[Stored items]
Start of Block
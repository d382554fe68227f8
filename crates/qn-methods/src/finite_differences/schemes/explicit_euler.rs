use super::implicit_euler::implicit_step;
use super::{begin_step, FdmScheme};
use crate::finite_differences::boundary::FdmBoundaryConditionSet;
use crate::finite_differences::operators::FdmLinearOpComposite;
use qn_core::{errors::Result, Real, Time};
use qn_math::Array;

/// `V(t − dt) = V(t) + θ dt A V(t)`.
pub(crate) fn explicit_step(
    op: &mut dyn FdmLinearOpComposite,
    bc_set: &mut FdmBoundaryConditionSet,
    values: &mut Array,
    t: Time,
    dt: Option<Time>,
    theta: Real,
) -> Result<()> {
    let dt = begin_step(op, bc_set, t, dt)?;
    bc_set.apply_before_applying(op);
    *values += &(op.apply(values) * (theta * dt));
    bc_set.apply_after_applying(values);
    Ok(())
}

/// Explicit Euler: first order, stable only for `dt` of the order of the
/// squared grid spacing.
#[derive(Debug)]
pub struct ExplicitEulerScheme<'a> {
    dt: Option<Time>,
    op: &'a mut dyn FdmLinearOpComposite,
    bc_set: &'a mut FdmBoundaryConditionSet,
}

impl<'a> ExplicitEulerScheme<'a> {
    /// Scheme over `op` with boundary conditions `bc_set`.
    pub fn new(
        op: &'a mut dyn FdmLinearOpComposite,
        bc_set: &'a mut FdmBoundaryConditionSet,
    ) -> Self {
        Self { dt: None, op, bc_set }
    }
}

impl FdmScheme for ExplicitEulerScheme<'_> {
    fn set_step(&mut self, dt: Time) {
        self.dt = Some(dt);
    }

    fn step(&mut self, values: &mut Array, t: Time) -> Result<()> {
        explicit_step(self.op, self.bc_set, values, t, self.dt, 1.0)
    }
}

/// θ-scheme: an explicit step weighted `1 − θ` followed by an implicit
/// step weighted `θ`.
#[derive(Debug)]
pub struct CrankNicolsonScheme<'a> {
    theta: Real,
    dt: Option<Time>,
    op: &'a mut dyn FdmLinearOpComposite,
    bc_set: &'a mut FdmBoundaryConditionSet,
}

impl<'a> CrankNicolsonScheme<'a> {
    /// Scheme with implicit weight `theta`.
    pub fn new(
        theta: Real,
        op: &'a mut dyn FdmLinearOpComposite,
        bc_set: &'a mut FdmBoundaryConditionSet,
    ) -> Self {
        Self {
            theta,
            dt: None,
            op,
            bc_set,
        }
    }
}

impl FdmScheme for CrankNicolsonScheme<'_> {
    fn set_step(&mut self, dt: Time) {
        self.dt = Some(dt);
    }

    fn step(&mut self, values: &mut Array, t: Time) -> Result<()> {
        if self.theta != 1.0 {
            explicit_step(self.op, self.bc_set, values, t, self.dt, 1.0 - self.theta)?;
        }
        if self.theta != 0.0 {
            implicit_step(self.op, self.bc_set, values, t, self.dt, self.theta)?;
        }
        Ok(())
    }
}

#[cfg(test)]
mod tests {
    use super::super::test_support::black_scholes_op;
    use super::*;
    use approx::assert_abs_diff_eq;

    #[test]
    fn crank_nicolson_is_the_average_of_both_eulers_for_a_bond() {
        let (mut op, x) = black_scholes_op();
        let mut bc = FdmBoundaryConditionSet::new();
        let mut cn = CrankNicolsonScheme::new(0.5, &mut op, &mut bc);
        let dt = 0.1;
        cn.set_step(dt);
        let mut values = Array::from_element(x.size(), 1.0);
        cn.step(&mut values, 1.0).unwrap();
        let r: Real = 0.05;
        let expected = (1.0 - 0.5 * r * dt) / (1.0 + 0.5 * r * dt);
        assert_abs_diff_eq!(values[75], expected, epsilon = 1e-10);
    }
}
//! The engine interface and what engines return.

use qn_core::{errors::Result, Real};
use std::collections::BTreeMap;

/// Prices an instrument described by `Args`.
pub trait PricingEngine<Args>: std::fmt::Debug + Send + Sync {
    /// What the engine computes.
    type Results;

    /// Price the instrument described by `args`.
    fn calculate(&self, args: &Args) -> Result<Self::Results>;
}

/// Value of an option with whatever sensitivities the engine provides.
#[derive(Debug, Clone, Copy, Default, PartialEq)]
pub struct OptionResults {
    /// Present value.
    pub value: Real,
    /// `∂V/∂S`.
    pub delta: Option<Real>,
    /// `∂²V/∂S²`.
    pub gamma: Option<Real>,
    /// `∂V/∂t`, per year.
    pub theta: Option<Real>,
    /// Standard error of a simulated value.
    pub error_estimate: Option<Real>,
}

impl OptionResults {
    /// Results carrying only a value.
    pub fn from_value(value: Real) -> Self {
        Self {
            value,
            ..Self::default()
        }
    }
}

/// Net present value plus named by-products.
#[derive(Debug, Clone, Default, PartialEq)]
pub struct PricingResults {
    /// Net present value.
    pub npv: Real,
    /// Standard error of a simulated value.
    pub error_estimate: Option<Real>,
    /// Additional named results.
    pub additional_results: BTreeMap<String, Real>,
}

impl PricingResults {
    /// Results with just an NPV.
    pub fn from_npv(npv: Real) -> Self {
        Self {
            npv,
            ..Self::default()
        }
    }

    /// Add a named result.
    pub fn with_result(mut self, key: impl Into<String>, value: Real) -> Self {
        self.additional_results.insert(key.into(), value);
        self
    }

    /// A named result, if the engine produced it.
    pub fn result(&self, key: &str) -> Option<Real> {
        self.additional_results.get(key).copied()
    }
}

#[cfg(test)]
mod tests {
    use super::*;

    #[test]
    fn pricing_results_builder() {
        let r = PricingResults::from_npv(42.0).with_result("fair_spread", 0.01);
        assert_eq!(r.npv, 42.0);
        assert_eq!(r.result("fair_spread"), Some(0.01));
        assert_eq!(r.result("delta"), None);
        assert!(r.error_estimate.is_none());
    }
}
End of Block
Start of Block
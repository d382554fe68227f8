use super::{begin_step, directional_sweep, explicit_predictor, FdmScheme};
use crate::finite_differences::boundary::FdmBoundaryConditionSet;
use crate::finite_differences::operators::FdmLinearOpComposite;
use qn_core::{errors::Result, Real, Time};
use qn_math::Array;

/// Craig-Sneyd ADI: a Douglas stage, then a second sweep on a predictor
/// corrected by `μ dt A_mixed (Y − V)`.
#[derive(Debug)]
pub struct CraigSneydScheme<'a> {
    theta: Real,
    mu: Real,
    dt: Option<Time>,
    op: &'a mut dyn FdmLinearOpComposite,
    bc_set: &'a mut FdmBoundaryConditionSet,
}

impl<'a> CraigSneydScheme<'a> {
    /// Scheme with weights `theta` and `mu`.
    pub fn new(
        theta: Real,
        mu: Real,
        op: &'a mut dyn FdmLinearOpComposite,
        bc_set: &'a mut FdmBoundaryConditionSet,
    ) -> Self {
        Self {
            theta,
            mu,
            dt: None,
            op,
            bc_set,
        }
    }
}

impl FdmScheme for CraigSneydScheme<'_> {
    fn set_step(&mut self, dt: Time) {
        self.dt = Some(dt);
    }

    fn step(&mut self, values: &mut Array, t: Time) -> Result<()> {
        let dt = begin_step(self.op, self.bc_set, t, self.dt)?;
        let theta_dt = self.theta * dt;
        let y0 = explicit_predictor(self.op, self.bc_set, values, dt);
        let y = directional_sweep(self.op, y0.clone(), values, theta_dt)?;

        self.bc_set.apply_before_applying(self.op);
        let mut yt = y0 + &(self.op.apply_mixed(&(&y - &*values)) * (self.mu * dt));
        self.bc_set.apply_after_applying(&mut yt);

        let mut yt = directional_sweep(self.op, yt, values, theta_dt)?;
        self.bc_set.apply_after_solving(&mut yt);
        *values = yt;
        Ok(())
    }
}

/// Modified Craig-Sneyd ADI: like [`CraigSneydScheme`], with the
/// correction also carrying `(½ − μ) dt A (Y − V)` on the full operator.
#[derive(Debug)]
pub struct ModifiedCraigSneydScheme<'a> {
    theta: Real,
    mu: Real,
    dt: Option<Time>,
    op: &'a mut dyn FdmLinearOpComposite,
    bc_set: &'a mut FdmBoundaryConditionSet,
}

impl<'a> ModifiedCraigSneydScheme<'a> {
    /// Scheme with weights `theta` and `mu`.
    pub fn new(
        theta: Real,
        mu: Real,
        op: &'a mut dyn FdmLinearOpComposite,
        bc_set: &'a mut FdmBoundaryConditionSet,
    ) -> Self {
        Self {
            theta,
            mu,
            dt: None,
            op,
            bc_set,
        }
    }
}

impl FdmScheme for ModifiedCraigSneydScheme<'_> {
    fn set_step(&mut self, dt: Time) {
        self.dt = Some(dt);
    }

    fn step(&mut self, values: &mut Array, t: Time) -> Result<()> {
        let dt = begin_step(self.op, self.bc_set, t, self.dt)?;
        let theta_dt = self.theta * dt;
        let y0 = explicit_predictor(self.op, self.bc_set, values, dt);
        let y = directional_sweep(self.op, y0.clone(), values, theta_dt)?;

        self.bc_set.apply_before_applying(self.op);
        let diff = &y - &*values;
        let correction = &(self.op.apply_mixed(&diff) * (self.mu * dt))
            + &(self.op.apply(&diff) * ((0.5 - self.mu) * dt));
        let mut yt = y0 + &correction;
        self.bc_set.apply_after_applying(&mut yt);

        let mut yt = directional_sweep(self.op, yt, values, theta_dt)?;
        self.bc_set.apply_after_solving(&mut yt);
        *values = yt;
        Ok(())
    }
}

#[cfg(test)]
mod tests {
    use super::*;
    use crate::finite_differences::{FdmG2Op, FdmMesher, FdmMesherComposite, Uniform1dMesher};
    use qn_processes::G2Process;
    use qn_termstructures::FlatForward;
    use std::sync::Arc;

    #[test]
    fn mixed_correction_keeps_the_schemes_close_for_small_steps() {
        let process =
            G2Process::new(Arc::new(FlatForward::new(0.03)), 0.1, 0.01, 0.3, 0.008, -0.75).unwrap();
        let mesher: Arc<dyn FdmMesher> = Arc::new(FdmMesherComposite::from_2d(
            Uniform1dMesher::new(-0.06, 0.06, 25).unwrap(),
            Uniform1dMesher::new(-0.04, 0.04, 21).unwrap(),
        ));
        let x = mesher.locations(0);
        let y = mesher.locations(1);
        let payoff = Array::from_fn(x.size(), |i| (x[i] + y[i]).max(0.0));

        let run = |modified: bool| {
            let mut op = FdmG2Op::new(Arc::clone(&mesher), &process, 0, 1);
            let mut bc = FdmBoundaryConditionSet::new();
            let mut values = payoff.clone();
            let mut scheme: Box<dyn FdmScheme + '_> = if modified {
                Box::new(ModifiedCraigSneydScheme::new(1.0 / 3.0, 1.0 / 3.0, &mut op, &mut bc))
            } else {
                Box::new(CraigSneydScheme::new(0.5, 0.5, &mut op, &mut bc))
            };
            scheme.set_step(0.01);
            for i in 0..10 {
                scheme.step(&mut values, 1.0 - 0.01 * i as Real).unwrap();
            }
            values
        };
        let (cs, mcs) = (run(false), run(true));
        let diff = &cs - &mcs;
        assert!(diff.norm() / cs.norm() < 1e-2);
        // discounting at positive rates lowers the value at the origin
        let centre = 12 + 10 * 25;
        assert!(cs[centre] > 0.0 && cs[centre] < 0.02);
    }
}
End of Block
◆ **What is required**
Set aside each line above that includes the string "locations" and report it.

◆ **Answer for this exercise**
        let x = mesher.locations(0);
        let y = mesher.locations(1);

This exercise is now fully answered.